For this exercise, please reproduce the records below word for word, from the first line through the line with "pub enum SuggestError".

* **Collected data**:
══════════════════════════════

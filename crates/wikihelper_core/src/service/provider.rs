//! Generation collaborator contract.
//!
//! # Responsibility
//! - Define the trait the network layer implements to produce suggestions.
//! - Give transport and API failures a typed shape at the boundary.
//!
//! # Invariants
//! - Implementations decode the provider reply once; the rest of the crate
//!   only ever sees content text or an explicit failure reason.
//! - The core ships no HTTP implementation; tests use mocks.

use std::error::Error;
use std::fmt::{Display, Formatter};

/// Failure reason from the generation collaborator.
#[derive(Debug, Clone, PartialEq, Eq)]
pub enum SuggestError {
    /// Request never produced a reply (connectivity, timeout).
    Transport(String),
    /// Endpoint answered with a non-success status.
    Api { status: u16, detail: String },
    /// Endpoint answered successfully but carried no content.
    EmptyResponse,
}

impl Display for SuggestError {
    fn fmt(&self, f: &mut Formatter<'_>) -> std::fmt::Result {
        match self {
            Self::Transport(detail) => write!(f, "generation request failed: {detail}"),
            Self::Api { status, detail } => {
                write!(f, "generation endpoint returned status {status}: {detail}")
            }
            Self::EmptyResponse => write!(f, "generation endpoint returned no content"),
        }
    }
}

impl Error for SuggestError {}

/// Produces free text for a prompt.
///
/// Implemented by the (out-of-crate) network layer and by test mocks.
pub trait SuggestionProvider {
    fn suggest(&self, prompt: &str) -> Result<String, SuggestError>;
}
//! Core domain logic for the AI project-wiki helper.
//!
//! A wiki is one Markdown document per project, divided into `##` sections,
//! with a date-keyed `## Daily Log` section maintained by generated entries.
//! This crate owns the section-addressable document engine, the prompt
//! templates, the storage contract, and the use-case services; the GUI,
//! HTTP transport, and Markdown rendering live outside it.

pub mod config;
pub mod document;
pub mod logging;
pub mod model;
pub mod prompt;
pub mod service;
pub mod store;

pub use config::{ConfigError, WikiConfig};
pub use document::bundle::{apply_bundled_response, parse_bundled_response, BundledBlock};
pub use document::daily_log::{collect_recent_log_entries, merge_daily_log_entry};
pub use document::section::{append_under_heading, extract_section, locate, replace_section};
pub use logging::{default_log_level, init_logging, logging_status};
pub use model::{
    LogEntry, Section, DAILY_LOG_TITLE, EMPTY_BLOCK_SENTINEL, NO_NEW_ENTRIES_SENTINEL,
    RECENT_WINDOW_DAYS,
};
pub use service::provider::{SuggestError, SuggestionProvider};
pub use service::wiki_service::{WikiService, WikiServiceError};
pub use store::{project_template, FsWikiStore, StoreError, StoreResult, WikiStore};

/// Returns the core crate version.
pub fn core_version() -> &'static str {
    env!("CARGO_PKG_VERSION")
}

══════════════════════════════

* **WRITTEN ANSWER**:
filename crates/wikihelper_core/src/service/provider.rs
//! Generation collaborator contract.
//!
//! # Responsibility
//! - Define the trait the network layer implements to produce suggestions.
//! - Give transport and API failures a typed shape at the boundary.
//!
//! # Invariants
//! - Implementations decode the provider reply once; the rest of the crate
//!   only ever sees content text or an explicit failure reason.
//! - The core ships no HTTP implementation; tests use mocks.

use std::error::Error;
use std::fmt::{Display, Formatter};

/// Failure reason from the generation collaborator.
#[derive(Debug, Clone, PartialEq, Eq)]
pub enum SuggestError {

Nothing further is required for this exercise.